From: Dallas, TX
Registered: Feb 2003
posted February 21, 2005 11:33 PM
From The Canadian Press:
Cineplex Galaxy pondering acquisition of competitor Famous Players: official
February 22, 2005
TORONTO (CP) - Cineplex Galaxy LP, Canada's second-largest theatre chain, is weighing whether to bid for arch-rival Famous Players, which has been put on the auction block by New York-based parent Viacom Inc., a Cineplex executive confirmed Monday.
"We would look at any opportunity to review it to see if it is accretive to our business," said Pat Marshall, Cineplex Galaxy's vice-president of communications and investor relations.
"We would definitely seek any regulatory approvals as needed, but beyond that, we can't really comment."
Toronto-based Cineplex Galaxy - which operates both Galaxy and Cineplex Odeon cinema brands - runs 86 theatres with a total of 775 screens in six Canadian provinces.
A successful takeover of Famous Players would give the company almost total control of the English-language movie theatre business in Canada - with about 178 theatres and more than 1,600 screens - and would almost certainly lead to intervention by the federal Competition Bureau.
Spokesman Tim Weil said the agency cannot speculate on future transactions, but noted that competition officials are aware of the possibility.
"In a general sense, it is safe to say that if there is a merger, the bureau is going to review the merger," he said.
However, one industry analyst, who requested anonymity, said such a deal - which could fetch up to $400 million US for Viacom - would most certainly raise red flags in Ottawa.
"If Cineplex were to buy it, they would have 75 per cent market share," he said. "I don't know how favourable the Canadian government would be to that type of proposal."
Cineplex Galaxy is a publicly traded company that operates as an income trust, an investment structure which entitles unitholders to monthly cash payouts. The company's shares (TSX:CGX:UN) closed at $15.24, up 14 cents, on the Toronto Stock Exchange.
Marshall's remarks followed a published report Monday that U.S. Media giant Viacom - which also owns Paramount Pictures and the CBS TV network as well as MTV, BET and Nickelodeon - was looking to divest its Famous Players division.

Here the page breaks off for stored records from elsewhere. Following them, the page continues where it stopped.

//! Read-only resources and prompt templates offered next to the tools.

pub mod prompts;
pub mod resources;

use thiserror::Error;

use crate::types::Error;

pub use prompts::{PromptArgument, PromptCatalog, PromptMessage, PromptTemplate, RenderedPrompt};
pub use resources::{Resource, ResourceCatalog, ResourceSource, STATUS_URI};

#[derive(Debug, Clone, PartialEq, Eq, Error)]
pub enum CatalogError {
    #[error("resource '{0}' is already registered")]
    DuplicateResource(String),

    #[error("resource not found: {0}")]
    UnknownResource(String),

    #[error("prompt '{0}' is already registered")]
    DuplicatePrompt(String),

    #[error("prompt not found: {0}")]
    UnknownPrompt(String),

    #[error("prompt '{prompt}' requires argument '{argument}'")]
    MissingArgument { prompt: String, argument: String },
}

impl From<CatalogError> for Error {
    fn from(err: CatalogError) -> Self {
        match err {
            CatalogError::DuplicateResource(_) | CatalogError::DuplicatePrompt(_) => {
                Error::already_exists(err.to_string())
            }
            CatalogError::UnknownResource(_) | CatalogError::UnknownPrompt(_) => {
                Error::not_found(err.to_string())
            }
            CatalogError::MissingArgument { .. } => Error::validation(err.to_string()),
        }
    }
}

Viacom's shares (NYSE:VIA) - which did not trade Monday because Wall Street markets were closed for the U.S. Presidents' Day holiday - closed Friday at $36.58 US.
Famous Players, which recently celebrated its 85th anniversary, is Canada's top grossing theatrical exhibitor, operating 84 locations with 794 screens across the country. Spokeswoman Nuria Bronfman declined comment on the possible sale of the company.

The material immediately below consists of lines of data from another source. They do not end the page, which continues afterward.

//! Prompt templates with `{placeholder}` substitution.

use serde::{Deserialize, Serialize};
use serde_json::{json, Map, Value};
use std::collections::HashMap;

use super::CatalogError;

#[derive(Debug, Clone, PartialEq, Eq, Serialize, Deserialize)]
pub struct PromptArgument {
    pub name: String,
    pub description: String,
    pub required: bool,
}

/// A named template. `template` may reference arguments as `{name}`.
#[derive(Debug, Clone, PartialEq, Eq)]
pub struct PromptTemplate {
    pub name: String,
    pub template: String,
    pub arguments: Vec<PromptArgument>,
}

impl PromptTemplate {
    pub fn new(name: impl Into<String>, template: impl Into<String>) -> Self {
        Self {
            name: name.into(),
            template: template.into(),
            arguments: Vec::new(),
        }
    }

    pub fn required(self, name: &str, description: &str) -> Self {
        self.argument(name, description, true)
    }

    pub fn optional(self, name: &str, description: &str) -> Self {
        self.argument(name, description, false)
    }

    fn argument(mut self, name: &str, description: &str, required: bool) -> Self {
        self.arguments.push(PromptArgument {
            name: name.to_string(),
            description: description.to_string(),
            required,
        });
        self
    }

    pub fn to_listing(&self) -> Value {
        json!({
            "name": self.name,
            "description": self.template,
            "arguments": self.arguments,
        })
    }

    /// Substitute `arguments` into the template.
    ///
    /// Provided arguments the template does not reference are appended as
    /// `name: value` lines so optional context is not silently lost.
    pub fn render(&self, arguments: &Map<String, Value>) -> Result<RenderedPrompt, CatalogError> {
        if let Some(missing) = self
            .arguments
            .iter()
            .find(|a| a.required && !has_value(arguments, &a.name))
        {
            return Err(CatalogError::MissingArgument {
                prompt: self.name.clone(),
                argument: missing.name.clone(),
            });
        }

        let (description, referenced) = self.substitute(arguments);
        let extras: Vec<String> = self
            .arguments
            .iter()
            .filter(|arg| !referenced.contains(&arg.name.as_str()))
            .filter_map(|arg| {
                let value = arguments.get(&arg.name).filter(|v| !v.is_null())?;
                Some(format!("{}: {}", arg.name, value_text(value)))
            })
            .collect();

        let mut content = description.clone();
        if !extras.is_empty() {
            content.push_str("\n\n");
            content.push_str(&extras.join("\n"));
        }

        Ok(RenderedPrompt {
            description,
            messages: vec![PromptMessage {
                role: "user".to_string(),
                content,
            }],
        })
    }
}

impl PromptTemplate {
    /// Single left-to-right pass over the template. Substituted text is
    /// never scanned again, so values containing `{name}` stay literal.
    /// Placeholders without a declared, provided argument are kept as is.
    fn substitute(&self, arguments: &Map<String, Value>) -> (String, Vec<&str>) {
        let mut out = String::with_capacity(self.template.len());
        let mut referenced = Vec::new();
        let mut rest = self.template.as_str();

        while let Some(open) = rest.find('{') {
            out.push_str(&rest[..open]);
            let after = &rest[open + 1..];
            let Some(close) = after.find('}') else {
                out.push_str(&rest[open..]);
                rest = "";
                break;
            };
            let name = &after[..close];
            let declared = self.arguments.iter().find(|a| a.name == name);
            match declared.and_then(|a| arguments.get(&a.name).filter(|v| !v.is_null()).map(|v| (a, v))) {
                Some((arg, value)) => {
                    out.push_str(&value_text(value));
                    referenced.push(arg.name.as_str());
                    rest = &after[close + 1..];
                }
                None => {
                    // Not a known placeholder; emit the brace and keep scanning.
                    out.push('{');
                    rest = after;
                }
            }
        }
        out.push_str(rest);
        (out, referenced)
    }
}

fn has_value(arguments: &Map<String, Value>, name: &str) -> bool {
    arguments.get(name).is_some_and(|v| !v.is_null())
}

fn value_text(value: &Value) -> String {
    match value {
        Value::String(s) => s.clone(),
        other => other.to_string(),
    }
}

#[derive(Debug, Clone, PartialEq, Eq, Serialize, Deserialize)]
pub struct PromptMessage {
    pub role: String,
    pub content: String,
}

#[derive(Debug, Clone, PartialEq, Eq, Serialize, Deserialize)]
pub struct RenderedPrompt {
    pub description: String,
    pub messages: Vec<PromptMessage>,
}

/// Ordered, name-keyed prompt registry.
#[derive(Debug, Default)]
pub struct PromptCatalog {
    prompts: Vec<PromptTemplate>,
    index: HashMap<String, usize>,
}

impl PromptCatalog {
    pub fn new() -> Self {
        Self::default()
    }

    /// Catalogue with the built-in analysis templates.
    pub fn with_builtin() -> Self {
        let mut catalog = Self::new();
        for prompt in builtin_prompts() {
            if let Err(e) = catalog.register(prompt) {
                tracing::warn!("Skipping prompt: {}", e);
            }
        }
        catalog
    }

    pub fn register(&mut self, prompt: PromptTemplate) -> Result<(), CatalogError> {
        if self.index.contains_key(&prompt.name) {
            return Err(CatalogError::DuplicatePrompt(prompt.name));
        }
        self.index.insert(prompt.name.clone(), self.prompts.len());
        self.prompts.push(prompt);
        Ok(())
    }

    pub fn lookup(&self, name: &str) -> Result<&PromptTemplate, CatalogError> {
        self.index
            .get(name)
            .map(|&i| &self.prompts[i])
            .ok_or_else(|| CatalogError::UnknownPrompt(name.to_string()))
    }

    pub fn render(&self, name: &str, arguments: &Map<String, Value>) -> Result<RenderedPrompt, CatalogError> {
        self.lookup(name)?.render(arguments)
    }

    pub fn list(&self) -> impl Iterator<Item = &PromptTemplate> + Clone + '_ {
        self.prompts.iter()
    }

    pub fn len(&self) -> usize {
        self.prompts.len()
    }

    pub fn is_empty(&self) -> bool {
        self.prompts.is_empty()
    }
}

fn builtin_prompts() -> Vec<PromptTemplate> {
    vec![
        PromptTemplate::new(
            "analyze_data",
            "Analyze data and provide insights on {data_type} with focus on {analysis_focus}",
        )
        .required("data_type", "Type of data to analyze (e.g., CSV, JSON, numerical)")
        .required("analysis_focus", "Focus area for analysis (e.g., trends, anomalies, patterns)")
        .optional("context", "Additional context about the data"),
        PromptTemplate::new(
            "code_review",
            "Review {language} code for {review_type} and provide suggestions",
        )
        .required("language", "Programming language (e.g., Python, JavaScript, Rust)")
        .required("review_type", "Type of review (e.g., security, performance, style)")
        .optional("complexity_level", "Code complexity level (beginner, intermediate, advanced)"),
        PromptTemplate::new(
            "system_troubleshooting",
            "Troubleshoot {system_type} issues with {error_symptoms}",
        )
        .required("system_type", "Type of system (e.g., web server, database, network)")
        .required("error_symptoms", "Observed error symptoms or issues")
        .optional("urgency", "Urgency level (low, medium, high, critical)"),
        PromptTemplate::new(
            "documentation_generator",
            "Generate {doc_type} documentation for {subject}",
        )
        .required("doc_type", "Type of documentation (API, user guide, technical specs)")
        .required("subject", "Subject to document (function, module, system)")
        .optional("audience", "Target audience (developers, users, administrators)")
        .optional("format", "Output format (markdown, HTML, plain text)"),
        PromptTemplate::new(
            "performance_analysis",
            "Analyze performance metrics for {system_component} and identify optimization opportunities",
        )
        .required("system_component", "System component to analyze (API, database, frontend)")
        .required("metrics_data", "Performance metrics data or description")
        .optional("baseline_period", "Baseline period for comparison"),
    ]
}

#[cfg(test)]
mod tests {
    use super::*;
    use pretty_assertions::assert_eq;

    fn args(value: Value) -> Map<String, Value> {
        value.as_object().cloned().unwrap_or_default()
    }

    #[test]
    fn test_builtin_catalog_order() {
        let catalog = PromptCatalog::with_builtin();
        let names: Vec<&str> = catalog.list().map(|p| p.name.as_str()).collect();
        assert_eq!(
            names,
            vec![
                "analyze_data",
                "code_review",
                "system_troubleshooting",
                "documentation_generator",
                "performance_analysis",
            ]
        );
    }

    #[test]
    fn test_render_substitutes_and_appends_extras() {
        let catalog = PromptCatalog::with_builtin();
        let rendered = catalog
            .render(
                "analyze_data",
                &args(json!({"data_type": "CSV", "analysis_focus": "trends", "context": "Q3 sales"})),
            )
            .unwrap();

        assert_eq!(rendered.description, "Analyze data and provide insights on CSV with focus on trends");
        assert_eq!(rendered.messages.len(), 1);
        assert_eq!(rendered.messages[0].role, "user");
        assert_eq!(
            rendered.messages[0].content,
            "Analyze data and provide insights on CSV with focus on trends\n\ncontext: Q3 sales"
        );
    }

    #[test]
    fn test_missing_required_argument() {
        let catalog = PromptCatalog::with_builtin();
        let err = catalog
            .render("code_review", &args(json!({"language": "Rust", "review_type": null})))
            .unwrap_err();
        assert_eq!(
            err,
            CatalogError::MissingArgument {
                prompt: "code_review".into(),
                argument: "review_type".into()
            }
        );
    }

    #[test]
    fn test_non_string_values_render_as_json() {
        let prompt = PromptTemplate::new("t", "limit {n}").required("n", "number");
        let rendered = prompt.render(&args(json!({"n": 5}))).unwrap();
        assert_eq!(rendered.description, "limit 5");
    }

    #[test]
    fn test_values_are_not_substituted_twice() {
        let catalog = PromptCatalog::with_builtin();
        let rendered = catalog
            .render(
                "code_review",
                &args(json!({"language": "{review_type}", "review_type": "security"})),
            )
            .unwrap();
        assert_eq!(
            rendered.description,
            "Review {review_type} code for security and provide suggestions"
        );
        assert_eq!(rendered.messages[0].content, rendered.description);
    }

    #[test]
    fn test_unknown_placeholders_are_left_verbatim() {
        let prompt = PromptTemplate::new("t", "{greeting} {name}, {").required("name", "who");
        let rendered = prompt.render(&args(json!({"name": "Ada"}))).unwrap();
        assert_eq!(rendered.description, "{greeting} Ada, {");
    }

    #[test]
    fn test_duplicate_and_unknown() {
        let mut catalog = PromptCatalog::with_builtin();
        assert_eq!(
            catalog.register(PromptTemplate::new("code_review", "x")).unwrap_err(),
            CatalogError::DuplicatePrompt("code_review".into())
        );
        assert!(matches!(
            catalog.render("ghost", &Map::new()),
            Err(CatalogError::UnknownPrompt(_))
        ));
    }
}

Competition has stiffened in Canada's movie theatre industry in recent months, with both Cineplex Galaxy and Famous Players embroiled in a price war.
Last month, Famous Players announced it was slashing admission prices to $9.95 Cdn from a maximum of $13.95 at all of its Ontario theatres. The move followed similar price breaks in Calgary, Vancouver and Winnipeg over the last two years.
At the time, Cineplex Galaxy's chief executive, Ellis Jacob, said his company had already reduced prices in various communities, adding the discounts were substantially greater than those announced by rival Famous Players.
It was not immediately clear how a potential acquisition of Famous Players by Cineplex Galaxy would affect prices, but that same industry source speculated it would give Cineplex a definite upsurge in pricing power.
"Obviously Cineplex would like to buy them, and could use those assets," he said. "It could generate a lot of synergy out of that acquisition."
There are numerous other "independent" exhibitors in Canada, many operating only one theatre.
The largest of these other exhibitors include Kansas City-based AMC Entertainment International Inc. which operates theatres in Ontario and Quebec; Montreal-based Cinemas Guzzo; Empire Theatres Ltd. which operates theatres throughout the Maritimes; Landmark Cinemas of Canada in Western Canada; and Magic Lantern Theatres in the Prairie provinces.
Marshall, however, said Viacom's intention to divest is characteristic of recent changes in Canada's movie theatre industry.
Last December, AMC movie theatres - which operates 231 theatres with 3,560 screens in Canada, the United States, France, Hong Kong, Japan, Portugal, Spain and the United Kingdom - was privatized after being acquired by investment firm Marquee Holdings Inc. for $2 billion US.
"There have been a number of mergers and acquisitions and sales in the last little while," Marshall added. "So, you know, it is certainly something that happens from time to time within the industry."